When he spoke on Television in January 1973 about joining the Common Market, Prime Minister Edward Heath told the nation, “There are some in this country who fear that in going into Europe we shall in some way sacrifice independence and sovereignty. These fears, I need hardly say, are completely unjustified.”
As he spoke these words Edward Heath, and some of his closest colleagues, were concealing an extraordinary secret; a secret that the public and most MPs did not know, but which was to emerge into the light of day 30 years later when previously sealed official papers were opened.
The secret that Heath and his colleagues kept quiet in 1973 was revealed in January 2001 with publication of the Cabinet Papers relating to Heath’s application to join the Common Market in 1970. They tell an extraordinary story.
The story begins in 1969 when the Council of Ministers commissioned the Prime Minister of Luxembourg, Pierre Werner, to draw up a plan to move the Common Market towards full economic and monetary union. His secret report began circulating in Brussels in 1970, just as Heath’s application arrived. A copy of the report reached Whitehall, where it set alarm bells ringing in the Foreign Office.
The FO official who led the British delegation negotiating our entry to the EEC was Sir Con O’Neill. When he saw the copy of the “Werner report” O’Neill drafted a secret briefing note to Heath explaining that Werner’s proposals would have far-reaching implications because, he said, they envisage “a process of fundamental political importance, implying progressive development towards a political union”. The long-term objectives of economic and monetary union, he told Heath, “are very far-reaching indeed”, going “well beyond the full establishment of a Common Market”.
O’Neill warned that The Werner plan could lead to, “the ultimate creation of a European federal state, with a single currency. All the basic instruments of national economic management (fiscal, monetary, incomes and regional policies) would ultimately be handed over to the central federal authorities. The Werner report suggests that this radical transformation of present Communities should be accomplished within a decade”. (PRO/FCO 30/789)
O’Neill warned Heath that the Werner plan would leave member states, including the UK, with even less power than that enjoyed by the states of the USA.
The response of Heath and Geoffrey Ripon, the minister he put in charge of negotiations, ought to have been at least to question the real motives of the EEC. But the public records show that the consequences of which O’Neill warned were not only expected by the British Government but were welcomed by them – as long as they were kept secret from the British people.
When Geoffrey Rippon went to meet Werner on October 27, he congratulated him on his report, which he said “well stated our common objectives”. (PRO/CAB 164/771)
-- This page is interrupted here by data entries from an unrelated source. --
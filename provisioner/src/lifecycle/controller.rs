//! Lifecycle controller

use std::collections::{BTreeMap, BTreeSet};
use std::sync::Arc;

use chrono::Utc;
use control_api::VmAction;
use secrecy::SecretString;
use tokio::sync::OwnedMutexGuard;
use tracing::{debug, info, warn};

use super::{ConfigChanges, DeleteOutcome, LiveStatus};
use crate::boot::{self, BootConfig, BootPayload, STARTUP_SCRIPT_KEY};
use crate::cloud::{CloudApi, InstanceRef, InstanceStatus};
use crate::deploy::{KeyedLocks, PipelineSettings, StatusEvent, StatusFsm};
use crate::errors::ClawError;
use crate::models::{DeploymentRecord, DeploymentStatus, PluginConfig, SecretReference, SkillConfig};
use crate::registry::{MissingSecret, Registry};
use crate::store::{DeploymentStore, RecordPatch};

/// Control operations against existing deployments.
///
/// Every operation that writes a record holds the per-VM lock shared with
/// the provisioning pipeline. Status is only written after the provider
/// confirmed the change.
pub struct LifecycleController {
    cloud: Arc<dyn CloudApi>,
    store: Arc<dyn DeploymentStore>,
    locks: Arc<KeyedLocks>,
    registry: &'static Registry,
    router_name: String,
}

impl LifecycleController {
    pub fn new(
        cloud: Arc<dyn CloudApi>,
        store: Arc<dyn DeploymentStore>,
        locks: Arc<KeyedLocks>,
        settings: &PipelineSettings,
    ) -> Self {
        Self {
            cloud,
            store,
            locks,
            registry: Registry::builtin(),
            router_name: settings.router_name.clone(),
        }
    }

    pub async fn get(&self, id: &str) -> Result<DeploymentRecord, ClawError> {
        self.store
            .get(id)
            .await?
            .ok_or_else(|| ClawError::NotFound(format!("deployment {}", id)))
    }

    pub async fn list(&self) -> Result<Vec<DeploymentRecord>, ClawError> {
        self.store.list().await
    }

    /// Load a record and take its VM lock. The record is reloaded under the
    /// lock so a concurrent writer's changes are seen.
    async fn locked(&self, id: &str) -> Result<(DeploymentRecord, OwnedMutexGuard<()>), ClawError> {
        let key = self.get(id).await?.instance_ref().key();
        let guard = self.locks.lock(&key).await;
        let record = self.get(id).await?;
        Ok((record, guard))
    }

    async fn locked_live(
        &self,
        id: &str,
    ) -> Result<(DeploymentRecord, OwnedMutexGuard<()>), ClawError> {
        let (record, guard) = self.locked(id).await?;
        if record.is_deleted() {
            return Err(ClawError::ValidationError(format!(
                "deployment {} is deleted",
                id
            )));
        }
        Ok((record, guard))
    }

    async fn transition(
        &self,
        record: &DeploymentRecord,
        event: StatusEvent,
    ) -> Result<DeploymentRecord, ClawError> {
        let mut fsm = StatusFsm::from_record(record);
        fsm.process(event)?;
        self.store.patch(&record.id, &fsm.patch()).await
    }

    pub async fn start(&self, id: &str) -> Result<DeploymentRecord, ClawError> {
        let (record, _guard) = self.locked_live(id).await?;
        self.cloud.start_instance(&record.instance_ref()).await?;
        info!("started {}", record.instance_ref());
        self.transition(&record, StatusEvent::Started).await
    }

    pub async fn stop(&self, id: &str) -> Result<DeploymentRecord, ClawError> {
        let (record, _guard) = self.locked_live(id).await?;
        self.cloud.stop_instance(&record.instance_ref()).await?;
        info!("stopped {}", record.instance_ref());
        self.transition(&record, StatusEvent::Stopped).await
    }

    pub async fn reset(&self, id: &str) -> Result<DeploymentRecord, ClawError> {
        let (record, _guard) = self.locked_live(id).await?;
        self.cloud.reset_instance(&record.instance_ref()).await?;
        info!("reset {}", record.instance_ref());
        self.transition(&record, StatusEvent::Reset).await
    }

    pub async fn power(&self, id: &str, action: VmAction) -> Result<DeploymentRecord, ClawError> {
        match action {
            VmAction::Start => self.start(id).await,
            VmAction::Stop => self.stop(id).await,
            VmAction::Reset => self.reset(id).await,
        }
    }

    /// Apply `changes`, regenerate the boot payload and reboot the VM with it.
    /// Project, zone and VM name never change.
    pub async fn update(
        &self,
        id: &str,
        changes: ConfigChanges,
    ) -> Result<BootPayload, ClawError> {
        let (record, _guard) = self.locked_live(id).await?;
        let mut fsm = StatusFsm::from_record(&record);
        fsm.process(StatusEvent::Updated)?;

        let plugin_rows = self.store.plugin_configs(id).await?;
        let skill_rows = self.store.skill_configs(id).await?;
        let current = BootConfig::from_record(&record, &plugin_rows, &skill_rows);
        let next = apply_changes(&current, &changes);
        // assembly validates the whole config before anything is written
        let payload = boot::assemble(&next, self.registry)?;

        let target = record.instance_ref();
        self.cloud
            .set_instance_metadata(&target, STARTUP_SCRIPT_KEY, &payload.script)
            .await?;
        // rows are written only once the VM holds the new payload
        self.persist_config(&record, &current, &next).await?;

        let live = self
            .cloud
            .get_instance(&target)
            .await?
            .ok_or_else(|| ClawError::NotFound(format!("instance {}", target)))?;
        if DeploymentStatus::from_observed(&live.status) == Some(DeploymentStatus::Stopped) {
            self.cloud.start_instance(&target).await?;
        } else {
            self.cloud.reset_instance(&target).await?;
        }
        info!(
            "updated {} with payload {}",
            target,
            &payload.fingerprint[..12]
        );

        self.store.patch(id, &fsm.patch()).await?;
        Ok(payload)
    }

    async fn persist_config(
        &self,
        record: &DeploymentRecord,
        current: &BootConfig,
        next: &BootConfig,
    ) -> Result<(), ClawError> {
        if next.branding != current.branding || next.models != current.models {
            let patch = RecordPatch {
                branding: Some(next.branding.clone()),
                models: Some(next.models.clone()),
                ..Default::default()
            };
            self.store.patch(&record.id, &patch).await?;
        }

        let now = Utc::now();
        for plugin_id in next.plugins.union(&current.plugins) {
            self.store
                .set_plugin_config(&PluginConfig {
                    deployment_id: record.id.clone(),
                    plugin_id: plugin_id.clone(),
                    enabled: next.plugins.contains(plugin_id),
                    updated_at: now,
                })
                .await?;
        }
        let skill_ids: BTreeSet<&String> = next.skills.keys().chain(current.skills.keys()).collect();
        for skill_id in skill_ids {
            let selected = next.skills.get(skill_id);
            self.store
                .set_skill_config(&SkillConfig {
                    deployment_id: record.id.clone(),
                    skill_id: skill_id.clone(),
                    enabled: selected.is_some(),
                    cron_override: selected.cloned().flatten(),
                    updated_at: now,
                })
                .await?;
        }
        Ok(())
    }

    /// Best-effort teardown. Cloud failures become warnings; the record is
    /// marked deleted, or removed with its rows when `purge` is set.
    pub async fn delete(&self, id: &str, purge: bool) -> Result<DeleteOutcome, ClawError> {
        let (record, _guard) = self.locked(id).await?;
        let target = record.instance_ref();
        let mut warnings = Vec::new();

        if let Err(e) = self.cloud.delete_instance(&target).await {
            warn!("failed to delete instance {}: {}", target, e);
            warnings.push(format!("instance: {}", e));
        }

        let shared = self.store.list().await?.into_iter().any(|other| {
            other.id != record.id
                && !other.is_deleted()
                && other.project_id == record.project_id
                && other.region() == record.region()
        });
        if shared {
            info!(
                "keeping router {} in {}, other deployments use it",
                self.router_name,
                record.region()
            );
        } else if let Err(e) = self
            .cloud
            .delete_router(&record.project_id, record.region(), &self.router_name)
            .await
        {
            warn!("failed to delete router {}: {}", self.router_name, e);
            warnings.push(format!("router: {}", e));
        }

        if purge {
            self.store.remove(id).await?;
            info!("purged deployment {}", id);
        } else {
            self.transition(&record, StatusEvent::Deleted).await?;
            info!("deleted deployment {}", id);
        }
        Ok(DeleteOutcome { warnings })
    }

    /// Live status from the provider. A confirmed running or stopped
    /// observation is written back when the record disagrees. Never waits
    /// for a deploy or update in progress on the same VM.
    pub async fn status(&self, id: &str) -> Result<LiveStatus, ClawError> {
        let record = self.get(id).await?;
        let target = record.instance_ref();
        let live = match self.cloud.get_instance(&target).await? {
            Some(info) => LiveStatus::from(info),
            None => return Ok(LiveStatus::not_found()),
        };
        if !record.is_deleted() {
            self.reconcile(id, &target, &live.status).await?;
        }
        Ok(live)
    }

    async fn reconcile(
        &self,
        id: &str,
        target: &InstanceRef,
        observed: &InstanceStatus,
    ) -> Result<(), ClawError> {
        let Some(_guard) = self.locks.try_lock(&target.key()) else {
            debug!("{} is busy, not reconciling deployment {}", target, id);
            return Ok(());
        };
        let Some(record) = self.store.get(id).await? else {
            return Ok(());
        };
        if record.is_deleted() {
            return Ok(());
        }

        let mut fsm = StatusFsm::from_record(&record);
        fsm.process(StatusEvent::Observed(observed.clone()))?;
        if fsm.status() != record.status {
            info!(
                "deployment {} observed {}, was {}",
                id, observed, record.status
            );
            self.store.patch(id, &fsm.patch()).await?;
        }
        Ok(())
    }

    /// Serial console output of the VM
    pub async fn logs(&self, id: &str) -> Result<String, ClawError> {
        let record = self.get(id).await?;
        let output = self
            .cloud
            .get_serial_port_output(&record.instance_ref(), 0)
            .await?;
        Ok(output.contents)
    }

    /// Store a secret value in Secret Manager and reference it from the record
    pub async fn create_secret(
        &self,
        id: &str,
        name: &str,
        value: &SecretString,
    ) -> Result<SecretReference, ClawError> {
        if !self.registry.is_known_secret(name) {
            return Err(ClawError::unknown_secret(name));
        }
        let (record, _guard) = self.locked_live(id).await?;
        self.cloud.put_secret(&record.project_id, name, value).await?;
        let reference = SecretReference {
            deployment_id: record.id.clone(),
            secret_name: name.to_string(),
            rotated_at: Utc::now(),
        };
        self.store.put_secret_ref(&reference).await?;
        debug!("stored secret {} for {}", name, id);
        Ok(reference)
    }

    /// Required secret slots of the enabled plugins with no stored value
    pub async fn missing_configuration(&self, id: &str) -> Result<Vec<MissingSecret>, ClawError> {
        self.get(id).await?;
        let enabled: Vec<String> = self
            .store
            .plugin_configs(id)
            .await?
            .into_iter()
            .filter(|c| c.enabled)
            .map(|c| c.plugin_id)
            .collect();
        let present: BTreeSet<String> = self
            .store
            .secret_refs(id)
            .await?
            .into_iter()
            .map(|r| r.secret_name)
            .collect();
        Ok(self.registry.missing_secrets(&enabled, &present))
    }
}

/// `current` with `changes` applied
fn apply_changes(current: &BootConfig, changes: &ConfigChanges) -> BootConfig {
    let skills: BTreeMap<String, Option<String>> = match (&changes.skills, &changes.skill_crons) {
        (None, None) => current.skills.clone(),
        (skills, crons) => {
            let ids: BTreeSet<String> = skills
                .clone()
                .unwrap_or_else(|| current.skills.keys().cloned().collect());
            ids.into_iter()
                .map(|skill| {
                    let cron = match crons {
                        Some(crons) => crons.get(&skill).cloned(),
                        None => current.skills.get(&skill).cloned().flatten(),
                    };
                    (skill, cron)
                })
                .collect()
        }
    };

    BootConfig {
        project_id: current.project_id.clone(),
        branding: changes
            .branding
            .clone()
            .unwrap_or_else(|| current.branding.clone()),
        models: changes.models.clone().unwrap_or_else(|| current.models.clone()),
        plugins: changes
            .plugins
            .clone()
            .unwrap_or_else(|| current.plugins.clone()),
        skills,
    }
}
But, Rippon told Werner, this true goal of political and economic union should be achieved only in a “step by step approach”, because “it was natural for people to be afraid of change” and “part of his problem in Britain was to reassure people that their fears were unjustified”.
Present at the meeting was Foreign Office official Sir Crispin Tickell, Geoffrey Rippon’s private secretary. In a BBC interview 30 years later, Tickell frankly admitted that although worries over Britain’s loss of sovereignty had been “very much present in the mind of the negotiators”, the line they had taken was “the less they came out in the open the better”.
Only one conclusion can be drawn from these facts. When he promised the British people that they would not lose their independence or their sovereignty, Edward Heath knew perfectly well that Britain’s joining the EEC would necessarily involve the sacrifice of both independence and sovereignty. Edward Heath deliberately lied to the British people. And Heath’s lies have led directly to the situation we are in today.